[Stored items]
┏━━

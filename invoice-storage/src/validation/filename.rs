//! Filename validation and sanitization

use once_cell::sync::Lazy;
use regex::Regex;

use super::ValidationError;

/// Longest filename accepted from a client
pub const MAX_FILENAME_LENGTH: usize = 255;

/// Longest stem kept by [`sanitize_filename`]
pub const MAX_STEM_LENGTH: usize = 100;

static UNSAFE_CHARS: Lazy<Regex> =
    Lazy::new(|| Regex::new(r"[^A-Za-z0-9_-]").expect("Invalid regex"));
static UNDERSCORE_RUNS: Lazy<Regex> = Lazy::new(|| Regex::new(r"_{2,}").expect("Invalid regex"));

/// Returns every rule a client-supplied filename violates
///
/// An empty vector means the name is acceptable. Names are checked as given;
/// no trimming or decoding happens first.
#[must_use]
pub fn filename_violations(name: &str) -> Vec<ValidationError> {
    let mut errors = Vec::new();

    if name.trim().is_empty() {
        errors.push(ValidationError::EmptyFilename);
        return errors;
    }

    let length = name.chars().count();
    if length > MAX_FILENAME_LENGTH {
        errors.push(ValidationError::FilenameTooLong {
            length,
            max: MAX_FILENAME_LENGTH,
        });
    }
    if name.contains('/') || name.contains('\\') {
        errors.push(ValidationError::PathSeparator);
    }
    if name.contains("..") {
        errors.push(ValidationError::ParentReference);
    }
    if name.contains('\0') {
        errors.push(ValidationError::NullByte);
    }
    if name.chars().any(|c| c.is_control() && c != '\0') {
        errors.push(ValidationError::ControlCharacter);
    }

    errors
}

/// Validates a filename, returning the first violated rule
pub fn validate_filename(name: &str) -> Result<(), ValidationError> {
    filename_violations(name)
        .into_iter()
        .next()
        .map_or(Ok(()), Err)
}

/// Splits a filename into stem and extension
///
/// The extension is whatever follows the last dot, provided it is non-empty.
/// `"archive.tar.gz"` yields `("archive.tar", Some("gz"))`.
#[must_use]
pub fn split_extension(name: &str) -> (&str, Option<&str>) {
    match name.rsplit_once('.') {
        Some((stem, ext)) if !ext.is_empty() => (stem, Some(ext)),
        _ => (name, None),
    }
}

/// Lower-cased extension of a filename, if any
#[must_use]
pub fn extension_of(name: &str) -> Option<String> {
    split_extension(name).1.map(str::to_ascii_lowercase)
}

/// Produces a storage-safe filename
///
/// The stem keeps only `[A-Za-z0-9_-]`, with every other character replaced by
/// `_`, underscore runs collapsed, leading/trailing `_`/`-` trimmed and the
/// result capped at [`MAX_STEM_LENGTH`]. An empty stem becomes `file`. The
/// original extension is re-attached lower-cased.
///
/// ```rust
/// use invoice_storage::validation::sanitize_filename;
///
/// assert_eq!(sanitize_filename("My Invoice #1 (Final).PDF"), "My_Invoice_1_Final.pdf");
/// assert_eq!(sanitize_filename("###.txt"), "file.txt");
/// ```
#[must_use]
pub fn sanitize_filename(name: &str) -> String {
    let (stem, ext) = split_extension(name);
    let stem = sanitize_path_segment(stem);

    let ext: Option<String> = ext
        .map(|e| {
            e.chars()
                .filter(char::is_ascii_alphanumeric)
                .collect::<String>()
                .to_ascii_lowercase()
        })
        .filter(|e| !e.is_empty());

    match ext {
        Some(ext) => format!("{stem}.{ext}"),
        None => stem.to_string(),
    }
}

/// Applies the stem rules of [`sanitize_filename`] to a whole string
///
/// Used for directory names such as recurring profile names, where a dot is
/// not an extension separator.
#[must_use]
pub fn sanitize_path_segment(value: &str) -> String {
    let replaced = UNSAFE_CHARS.replace_all(value, "_");
    let collapsed = UNDERSCORE_RUNS.replace_all(&replaced, "_");
    let trimmed = collapsed.trim_matches(|c: char| c == '_' || c == '-');

    let capped: String = trimmed.chars().take(MAX_STEM_LENGTH).collect();
    let capped = capped.trim_end_matches(|c: char| c == '_' || c == '-');
    if capped.is_empty() {
        "file".to_string()
    } else {
        capped.to_string()
    }
}

#[cfg(test)]
mod tests {
    use super::*;
    use proptest::prelude::*;

    #[test]
    fn test_accepts_plain_names() {
        assert!(validate_filename("invoice-2024_03.pdf").is_ok());
        assert!(validate_filename("scan (1).png").is_ok());
    }

    #[test]
    fn test_rejects_empty() {
        assert_eq!(validate_filename(""), Err(ValidationError::EmptyFilename));
        assert_eq!(validate_filename("   "), Err(ValidationError::EmptyFilename));
    }

    #[test]
    fn test_rejects_traversal_and_separators() {
        let errors = filename_violations("../etc/passwd");
        assert!(errors.contains(&ValidationError::PathSeparator));
        assert!(errors.contains(&ValidationError::ParentReference));

        assert_eq!(
            validate_filename("dir\\file.txt"),
            Err(ValidationError::PathSeparator)
        );
    }

    #[test]
    fn test_rejects_null_and_control_characters() {
        assert!(filename_violations("evil\0.pdf").contains(&ValidationError::NullByte));
        assert!(filename_violations("bell\u{7}.pdf").contains(&ValidationError::ControlCharacter));
    }

    #[test]
    fn test_rejects_overlong_names() {
        let name = format!("{}.pdf", "a".repeat(300));
        assert!(matches!(
            validate_filename(&name),
            Err(ValidationError::FilenameTooLong { length: 304, max: 255 })
        ));
    }

    #[test]
    fn test_split_extension() {
        assert_eq!(split_extension("archive.tar.gz"), ("archive.tar", Some("gz")));
        assert_eq!(split_extension("README"), ("README", None));
        assert_eq!(split_extension("trailing."), ("trailing.", None));
        assert_eq!(extension_of("Photo.JPG").as_deref(), Some("jpg"));
    }

    #[test]
    fn test_sanitize_examples() {
        assert_eq!(
            sanitize_filename("My Invoice #1 (Final).PDF"),
            "My_Invoice_1_Final.pdf"
        );
        assert_eq!(sanitize_filename("__--report--__.csv"), "report.csv");
        assert_eq!(sanitize_filename("日本語.docx"), "file.docx");
        assert_eq!(sanitize_filename("no_extension"), "no_extension");
    }

    #[test]
    fn test_sanitize_path_segment() {
        assert_eq!(sanitize_path_segment("Monthly Rent v1.2"), "Monthly_Rent_v1_2");
        assert_eq!(sanitize_path_segment("../.."), "file");
    }

    #[test]
    fn test_sanitize_caps_stem() {
        let long = format!("{}.pdf", "x".repeat(250));
        let sanitized = sanitize_filename(&long);
        assert_eq!(sanitized.len(), MAX_STEM_LENGTH + ".pdf".len());
        assert!(sanitized.ends_with(".pdf"));
    }

    proptest! {
        #[test]
        fn sanitize_is_deterministic(name in ".{0,300}") {
            prop_assert_eq!(sanitize_filename(&name), sanitize_filename(&name));
        }

        #[test]
        fn sanitize_output_alphabet(name in ".{0,300}") {
            let sanitized = sanitize_filename(&name);
            let (stem, ext) = split_extension(&sanitized);

            prop_assert!(!stem.is_empty());
            prop_assert!(stem.chars().count() <= MAX_STEM_LENGTH);
            prop_assert!(stem.chars().all(|c| c.is_ascii_alphanumeric() || c == '_' || c == '-'));
            prop_assert!(!stem.contains("__"));
            if let Some(ext) = ext {
                prop_assert!(ext.chars().all(|c| c.is_ascii_lowercase() || c.is_ascii_digit()));
            }
            prop_assert!(sanitized.matches('.').count() <= 1);
        }
    }
}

┗━━

Extract the first line above and each line after it up to and including the one with "static UNSAFE_CHARS: Lazy<Regex>", please, exactly and with nothing else.

filename invoice-storage/src/validation/filename.rs
//! Filename validation and sanitization

use once_cell::sync::Lazy;
use regex::Regex;

use super::ValidationError;

/// Longest filename accepted from a client
pub const MAX_FILENAME_LENGTH: usize = 255;

/// Longest stem kept by [`sanitize_filename`]
pub const MAX_STEM_LENGTH: usize = 100;

static UNSAFE_CHARS: Lazy<Regex> =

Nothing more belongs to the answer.